The impact on the field of economics wasn’t unlike that on the scientific community when Charles Darwin published “On the Origin of Species” in 1859. Just as with Darwin’s book, Keynes’s shook the foundations of economic orthodoxy and had profound effects on his profession. The main thrust of Keynes’s work was also met with outright denial from his peers, including close colleagues, who reduced his theory to what one described as “diagrams and bits of algebra.” Above all, they denied the centrality of his theory of the rate of interest.
This “bastard Keynesianism,” as British economist Joan Robinson called it, subverted and continues to block the Keynesian revolution both in vision and in method. Monetarists were concerned with the quantity of money. Keynes’s overwhelming concern was with the rate of interest on money. He argued that monetary policy should always support the private and public economy, stimulate it, and prevent recession.
Safe and Risky
The centerpiece of his policy prescription was to sustain low rates of interest across the spectrum of loans: short- and long-term, real, safe and risky. Countering determined efforts to undermine these policy goals, Keynes used his position at the Treasury and the Bank of England, and his influence with U.S. President Franklin D. Roosevelt, to make this vision a reality. Interest rates were forced down from 1932; the bank rate was set at 2 percent until 1951.
To achieve this goal, which he argued was essential to sustained investment, growth and full employment, Keynes rejected the liberal-finance model based on deregulated international-capital flows. Instead he constructed a managed-finance model relying on domestic credit and restricted flows of international capital. From the end of the World War II until the 1970s, finance was managed, and low rates of interest prevailed. But with the celebrated move to free markets, this approach to finance was also rejected.
For the 30 years since 1980, policy has supported liberalized, deregulated credit creation and capital flows.

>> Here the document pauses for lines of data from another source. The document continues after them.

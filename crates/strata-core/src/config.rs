//! Builder configuration.

use crate::error::{BuildError, Result};
use std::path::PathBuf;

/// Spec file extension used for sibling lookups.
pub const SPEC_EXTENSION: &str = "strata";

/// Configuration for one [`Builder`](crate::Builder) invocation.
#[derive(Debug, Clone)]
pub struct BuilderConfig {
    /// Rebuild bases even when storage already holds them (default: false).
    pub rebuild: bool,
    /// Directory searched for `<name>.strata` base spec files (default: `.`).
    pub spec_dir: PathBuf,
    /// Cache directory handed to the base initializer.
    pub cache_dir: PathBuf,
}

impl Default for BuilderConfig {
    fn default() -> Self {
        Self {
            rebuild: false,
            spec_dir: PathBuf::from("."),
            cache_dir: PathBuf::from("/var/cache/strata"),
        }
    }
}

impl BuilderConfig {
    /// Create a new config builder.
    pub fn builder() -> BuilderConfigBuilder {
        BuilderConfigBuilder::default()
    }

    /// Validate the configuration.
    pub fn validate(&self) -> Result<()> {
        if self.spec_dir.as_os_str().is_empty() {
            return Err(BuildError::Config("spec_dir is required".into()));
        }
        if self.cache_dir.as_os_str().is_empty() {
            return Err(BuildError::Config("cache_dir is required".into()));
        }
        Ok(())
    }

    /// Path of the sibling spec file for an image name.
    pub fn spec_path(&self, name: &str) -> PathBuf {
        self.spec_dir.join(format!("{name}.{SPEC_EXTENSION}"))
    }
}

/// Builder for BuilderConfig.
#[derive(Debug, Default)]
pub struct BuilderConfigBuilder {
    config: BuilderConfig,
}

impl BuilderConfigBuilder {
    /// Force bases to be rebuilt.
    pub fn rebuild(mut self, rebuild: bool) -> Self {
        self.config.rebuild = rebuild;
        self
    }

    /// Set the spec file directory.
    pub fn spec_dir(mut self, path: impl Into<PathBuf>) -> Self {
        self.config.spec_dir = path.into();
        self
    }

    /// Set the base initializer cache directory.
    pub fn cache_dir(mut self, path: impl Into<PathBuf>) -> Self {
        self.config.cache_dir = path.into();
        self
    }

    /// Build the configuration, validating all required fields.
    pub fn build(self) -> Result<BuilderConfig> {
        self.config.validate()?;
        Ok(self.config)
    }
}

Since the Golden Age of 1950 until 1973, the borrowing costs for U.S. and U.K. businesses, adjusted for inflation, have doubled to about 6 percent, according to data assembled by Geoff Tily, author of the 2010 book “Keynes Betrayed.”
Under liberalization, high rates of interest have been accompanied by the unsustainable growth of credit. This led to a series of excessive expansions and debt inflations and then severe contractions and debt deflations, beginning on the periphery of the global economy before spreading to Japan and South East Asia.

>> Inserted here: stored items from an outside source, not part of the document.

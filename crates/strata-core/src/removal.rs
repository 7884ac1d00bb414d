//! Dependency-aware removal of stored builds.
//!
//! Storage refuses to drop a build while layers cloned from it exist, so a
//! batch must be removed children first. [`plan_removal`] orders a selection
//! against the `based_on` forest; [`remove_builds`] executes the plan and
//! keeps going past per-build failures.

use crate::error::Result;
use serde::Serialize;
use std::collections::{HashMap, HashSet};
use strata_store::{BuildId, StorageDriver, StoreError};

/// Outcome of a removal batch.
#[derive(Debug, Default)]
pub struct RemovalReport {
    /// Builds that were dropped, in drop order.
    pub removed: Vec<BuildId>,
    /// Builds that could not be dropped.
    pub failed: Vec<(BuildId, StoreError)>,
}

impl RemovalReport {
    /// Whether every selected build was dropped.
    pub fn is_complete(&self) -> bool {
        self.failed.is_empty()
    }
}

/// Order `selected` so that every build comes before its ancestors.
///
/// Each selected build's `based_on` chain is walked up to its root; the
/// chain is emitted root first, keeping only selected builds, and the
/// combined sequence is reversed. Ancestors outside the selection influence
/// the order but are never emitted.
pub fn plan_removal(
    selected: &[BuildId],
    parents: &HashMap<BuildId, Option<BuildId>>,
) -> Vec<BuildId> {
    let wanted: HashSet<&BuildId> = selected.iter().collect();
    let mut visited = HashSet::new();
    let mut order = Vec::with_capacity(selected.len());

    for id in selected {
        let mut chain = Vec::new();
        let mut cursor = Some(id.clone());
        while let Some(current) = cursor {
            if !visited.insert(current.clone()) {
                break;
            }
            cursor = parents.get(&current).cloned().flatten();
            chain.push(current);
        }
        order.extend(chain.into_iter().rev().filter(|id| wanted.contains(id)));
    }

    order.reverse();
    order
}

/// Drop `selected` in dependency order.
///
/// A failure on one build is recorded and the batch continues.
pub async fn remove_builds(
    driver: &dyn StorageDriver,
    selected: &[BuildId],
) -> Result<RemovalReport> {
    let parents = driver.parents().await?;
    let plan = plan_removal(selected, &parents);
    tracing::debug!(count = plan.len(), "Planned removal");

    let mut report = RemovalReport::default();
    for id in plan {
        match driver.drop_build(&id).await {
            Ok(()) => report.removed.push(id),
            Err(e) => {
                tracing::warn!(build_id = %id, error = %e, "Failed to remove build");
                report.failed.push((id, e));
            }
        }
    }

    tracing::info!(
        removed = report.removed.len(),
        failed = report.failed.len(),
        "Removal complete"
    );
    Ok(report)
}

/// Statistics from a garbage collection pass.
#[derive(Debug, Default, Serialize)]
pub struct GcStats {
    /// Builds inspected.
    pub builds_scanned: usize,
    /// Builds without a manifest.
    pub builds_orphaned: usize,
    /// Orphans actually dropped.
    pub builds_deleted: usize,
}

/// Result of a garbage collection pass.
#[derive(Debug, Default)]
pub struct GcResult {
    /// Counters.
    pub stats: GcStats,
    /// Builds without a manifest.
    pub orphans: Vec<BuildId>,
    /// What happened to them (empty on a dry run).
    pub removal: RemovalReport,
}

/// Drop builds that never received a manifest.
///
/// These are attempts abandoned before cleanup could run, e.g. after a
/// crash. With `dry_run` nothing is dropped.
pub async fn collect_garbage(driver: &dyn StorageDriver, dry_run: bool) -> Result<GcResult> {
    let mut result = GcResult::default();
    for id in driver.builds().await? {
        result.stats.builds_scanned += 1;
        match driver.info(&id).await {
            Ok(_) => {}
            Err(e) if e.is_not_found() => result.orphans.push(id),
            Err(e) => return Err(e.into()),
        }
    }
    result.stats.builds_orphaned = result.orphans.len();

    if !dry_run && !result.orphans.is_empty() {
        result.removal = remove_builds(driver, &result.orphans).await?;
        result.stats.builds_deleted = result.removal.removed.len();
    }

    tracing::info!(
        scanned = result.stats.builds_scanned,
        orphaned = result.stats.builds_orphaned,
        deleted = result.stats.builds_deleted,
        dry_run,
        "Garbage collection complete"
    );
    Ok(result)
}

The contrast between the Golden Age and the Age of Liberal Finance has at root this upward shift in the rate of interest. In the U.K., unemployment averaged about 2.5 percent in the Golden Age and close to 8 percent afterwards. Economic growth in the U.K. and the U.S. averaged 0.5 percent higher per year during the Golden Age than in the liberal-finance era, according to their respective National Accounts authorities.
The global economy was finally ruined in 2007-09 as the financial system in the U.S. and Europe imploded under the weight of accumulated private debt. Subprime borrowers were the first to buckle under the weight of “dear money” -- costly, unpayable debts. The widespread belief that it was low interest rates that caused the credit crisis is indicative of how far economists have strayed from Keynes’s theory and analysis.
Equally, the idea that interest rates are now substantially lower, stems from a focus on policy rates while the high, real rates paid by consumers and businesses are ignored. To reduce real rates of interest for both industry and consumers requires the full embrace of Keynes’s approach to the global system: a coordinated effort to reverse financial liberalization.
Only with finance restrained can there be prospects for public and private-sector expansion. Keynes’s “General Theory” -- not the “Keynesian” theory of textbooks and conventional wisdom -- offers the same way out of today’s crisis as it did in the 1930s. But the economics profession must begin a reappraisal of his central contribution to monetary theory.
And just as with “On the Origin of Species,” society must reconsider conventional wisdom and reconcile itself to the extent and scope of Keynes’s vision.
(Victoria Chick is emeritus professor of economics at University College London and a co-founder of Prime -- Policy Research in Macroeconomics. Ann Pettifor is a director of Prime and co-author of “The Economic Consequences of Mr. Osborne.” The opinions expressed are their own.)